El gobierno de Néstor Kirchner consagró, nomás, legislativamente los superpoderes que procuraba, es decir: la capacidad de sortear las decisiones del Congreso en materia presupuestaria y modificar a gusto el destino y el monto de los gastos y la inversión del Estado nacional. La aprobación de la nueva norma por parte de la mayoría oficialista y sus fuerzas satélites implica una nueva cesión de atribuciones del Legislativo al Ejecutivo y tal vez –deberá pronunciarse la Corte Suprema- un paso contrario a la Constitución Nacional. |
En términos políticos, y a juzgar por la experiencia de los últimos tres años, el manejo (sin plazo de vencimiento) de este mecanismo para usar los recursos nacionales se traducirá en mayor discrecionalidad en el empleo del sistema de premios y castigos con que el oficialismo acumula fuerzas con vistas a los comicios de 2007. El gobierno es débil cuando se trata de afrontar a acción directa de sectores que se le animan (trátese de vecinos ambientalistas, productores del campo, gremios movilizados o ciudadanos que reclaman seguridad) pero ha demostrado invariablemente su capacidad para acumular (hasta el exceso) poder institucional, cooptar gobernadores o alcaldes de otras fuerzas y hacerse de herramientas que le permiten manejar poderes ajenos o vigilar a líderes de la oposición.

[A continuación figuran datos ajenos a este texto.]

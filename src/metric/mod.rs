//! External metric subsystem.
//!
//! # Data Flow
//! ```text
//! Refresh task (refresh.rs), one per process:
//!     Periodic timer (period = TTL)
//!     → source.rs fetch (bounded by timeout)
//!     → cache.rs atomic swap on success / error bookkeeping on failure
//!
//! Request handlers:
//!     → cache.rs read (in-memory, never waits on the source)
//! ```
//!
//! # Design Decisions
//! - The cache is an explicit object injected into the app state, not a global
//! - Single writer, many readers; whole-entry swaps via `arc-swap`
//! - A failed refresh never clears the last good value

pub mod cache;
pub mod refresh;
pub mod source;

pub use cache::{MetricCache, MetricCacheEntry};
pub use refresh::MetricRefresher;
pub use source::{FetchError, GitHubStars, MetricSource};
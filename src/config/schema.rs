//! Configuration schema definitions.
//!
//! This module defines the complete configuration structure for the docs server.
//! All types derive Serde traits for deserialization from config files.

use std::fmt;
use std::str::FromStr;
use std::time::Duration;

use serde::{Deserialize, Serialize};

/// Root configuration for the docs server.
#[derive(Debug, Clone, Deserialize, Serialize, Default)]
#[serde(default)]
pub struct ServerConfig {
    /// Listener configuration (bind address).
    pub listener: ListenerConfig,

    /// Development or production. Fixed for the lifetime of the process.
    pub runtime: RuntimeMode,

    /// Cache-Control policy applied to every response.
    pub cache_control: CacheControlConfig,

    /// Timeout configuration.
    pub timeouts: TimeoutConfig,

    /// Request limits.
    pub limits: LimitsConfig,

    /// External star-count source.
    pub stars: StarsConfig,

    /// Static asset locations.
    pub assets: AssetsConfig,

    /// Site identity shown in rendered pages.
    pub site: SiteConfig,

    /// Observability settings.
    pub observability: ObservabilityConfig,
}

/// Listener configuration.
#[derive(Debug, Clone, Deserialize, Serialize)]
#[serde(default)]
pub struct ListenerConfig {
    /// Bind address (e.g., "0.0.0.0:8090").
    pub bind_address: String,
}

impl Default for ListenerConfig {
    fn default() -> Self {
        Self {
            bind_address: "0.0.0.0:8090".to_string(),
        }
    }
}

/// Process-wide runtime mode.
#[derive(Debug, Clone, Copy, PartialEq, Eq, Default, Deserialize, Serialize)]
#[serde(rename_all = "lowercase")]
pub enum RuntimeMode {
    #[default]
    Development,
    Production,
}

impl RuntimeMode {
    pub fn is_development(self) -> bool {
        matches!(self, RuntimeMode::Development)
    }

    pub fn as_str(self) -> &'static str {
        match self {
            RuntimeMode::Development => "development",
            RuntimeMode::Production => "production",
        }
    }
}

impl fmt::Display for RuntimeMode {
    fn fmt(&self, f: &mut fmt::Formatter<'_>) -> fmt::Result {
        f.write_str(self.as_str())
    }
}

impl FromStr for RuntimeMode {
    type Err = String;

    fn from_str(s: &str) -> Result<Self, Self::Err> {
        match s.trim().to_ascii_lowercase().as_str() {
            "production" | "prod" => Ok(RuntimeMode::Production),
            "development" | "dev" | "" => Ok(RuntimeMode::Development),
            other => Err(format!("unknown runtime mode '{}'", other)),
        }
    }
}

/// Cache-Control configuration.
#[derive(Debug, Clone, Deserialize, Serialize)]
#[serde(default)]
pub struct CacheControlConfig {
    /// max-age emitted in production, in seconds. Must be positive.
    pub max_age_secs: u64,
}

impl Default for CacheControlConfig {
    fn default() -> Self {
        Self {
            max_age_secs: 31_536_000,
        }
    }
}

/// Timeout configuration for request handling.
#[derive(Debug, Clone, Deserialize, Serialize)]
#[serde(default)]
pub struct TimeoutConfig {
    /// Time allowed to produce response headers, in seconds.
    pub request_secs: u64,
}

impl Default for TimeoutConfig {
    fn default() -> Self {
        Self { request_secs: 30 }
    }
}

/// Request size limits.
#[derive(Debug, Clone, Deserialize, Serialize)]
#[serde(default)]
pub struct LimitsConfig {
    /// Maximum request body size in bytes.
    pub max_body_size: usize,
}

impl Default for LimitsConfig {
    fn default() -> Self {
        Self {
            max_body_size: 64 * 1024,
        }
    }
}

/// GitHub star-count source configuration.
#[derive(Debug, Clone, Deserialize, Serialize)]
#[serde(default)]
pub struct StarsConfig {
    /// Enable the background refresh task. When disabled the count stays at zero.
    pub enabled: bool,

    /// GitHub REST API base URL.
    pub api_base_url: String,

    /// Repository owner.
    pub owner: String,

    /// Repository name.
    pub repo: String,

    /// Refresh period in seconds.
    pub ttl_secs: u64,

    /// Upper bound for a single fetch, in seconds.
    pub request_timeout_secs: u64,

    /// Optional API token, sent as a bearer token.
    pub token: Option<String>,
}

impl StarsConfig {
    pub fn ttl(&self) -> Duration {
        Duration::from_secs(self.ttl_secs)
    }

    pub fn request_timeout(&self) -> Duration {
        Duration::from_secs(self.request_timeout_secs)
    }

    /// Public repository page, linked from the page header.
    pub fn repository_url(&self) -> String {
        format!("https://github.com/{}/{}", self.owner, self.repo)
    }
}

impl Default for StarsConfig {
    fn default() -> Self {
        Self {
            enabled: true,
            api_base_url: "https://api.github.com".to_string(),
            owner: "templui".to_string(),
            repo: "templui".to_string(),
            ttl_secs: 3600,
            request_timeout_secs: 10,
            token: None,
        }
    }
}

/// Static file locations.
#[derive(Debug, Clone, Deserialize, Serialize)]
#[serde(default)]
pub struct AssetsConfig {
    /// Directory served under `/assets/`.
    pub asset_dir: String,

    /// Directory holding `sitemap.xml` and `robots.txt`.
    pub static_dir: String,
}

impl Default for AssetsConfig {
    fn default() -> Self {
        Self {
            asset_dir: "./assets".to_string(),
            static_dir: "./static".to_string(),
        }
    }
}

/// Site identity.
#[derive(Debug, Clone, Deserialize, Serialize)]
#[serde(default)]
pub struct SiteConfig {
    /// Name shown in the header and page titles.
    pub name: String,
}

impl Default for SiteConfig {
    fn default() -> Self {
        Self {
            name: "templUI".to_string(),
        }
    }
}

/// Observability configuration.
#[derive(Debug, Clone, Deserialize, Serialize)]
#[serde(default)]
pub struct ObservabilityConfig {
    /// Log level (trace, debug, info, warn, error).
    pub log_level: String,

    /// Enable metrics endpoint.
    pub metrics_enabled: bool,

    /// Metrics endpoint bind address.
    pub metrics_address: String,
}

impl Default for ObservabilityConfig {
    fn default() -> Self {
        Self {
            log_level: "info".to_string(),
            metrics_enabled: false,
            metrics_address: "0.0.0.0:9090".to_string(),
        }
    }
}

#[cfg(test)]
mod tests {
    use super::*;

    #[test]
    fn test_minimal_config_uses_defaults() {
        let config: ServerConfig = toml::from_str("").unwrap();
        assert_eq!(config.runtime, RuntimeMode::Development);
        assert_eq!(config.listener.bind_address, "0.0.0.0:8090");
        assert_eq!(config.stars.ttl(), Duration::from_secs(3600));
    }

    #[test]
    fn test_partial_config() {
        let config: ServerConfig = toml::from_str(
            r#"
            runtime = "production"

            [cache_control]
            max_age_secs = 600

            [stars]
            owner = "acme"
            repo = "widgets"
            "#,
        )
        .unwrap();

        assert_eq!(config.runtime, RuntimeMode::Production);
        assert_eq!(config.cache_control.max_age_secs, 600);
        assert_eq!(config.stars.repository_url(), "https://github.com/acme/widgets");
        assert_eq!(config.stars.api_base_url, "https://api.github.com");
    }

    #[test]
    fn test_runtime_mode_parse() {
        assert_eq!("production".parse::<RuntimeMode>().unwrap(), RuntimeMode::Production);
        assert_eq!("Dev".parse::<RuntimeMode>().unwrap(), RuntimeMode::Development);
        assert!("staging".parse::<RuntimeMode>().is_err());
    }
}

Así, el gobierno ha conseguido hasta el momento avanzar en el terreno en el que se siente (y es) más fuerte, aún cuando haya debido recular, conceder, replegarse y esperar una oportunidad mejor donde no duda de su propia debilidad. Hasta ahora se ha beneficiado de la desarticulación de las fuerzas que enfrenta, de su falta de coordinación e inteligencia común, de la distancia ( y a menudo el divorcio) que existe entre los movimientos de reclamos específicos y los partidos y corrientes que se postulan como alternativa, así como de las brechas que se abren entre estas (y que el gobierno probablemente alienta y ensancha).
El surgimiento de la candidatura virtual de Roberto Lavagna reveló una fisura en el bloque de poder sobre el que se apoyó Néstor Kirchner desde su entronización, en 2003. Ese bloque ya estaba fisurado por la ruptura entre el Presidente y su principal sostén en aquellos comicios de tres años atrás, Eduardo Duhalde. La emergencia de Lavagna como desafiante del poder de Kirchner testimonió que importantes sectores, que en su momento se alinearon bajo el modelo surgido de la devaluación del año 2002, están preparados para apartarse de la administración actual, de su estilo de gobierno y sus amistades externas (empezando por el venezolano Hugo Chávez). Sin el oxígeno que surge de esa predisposición, los movimientos de Lavagna serían inexplicables.
Así, la lectura de esas señales, debería haber sido interpretada por las fuerzas opositoras como el surgimiento de una oportunidad. Y, como advirtió Juan Perón, "la oportunidad suele pasar muy ligero. ¡Guay de los que carecen de sensibilidad e imaginación para percibirla!".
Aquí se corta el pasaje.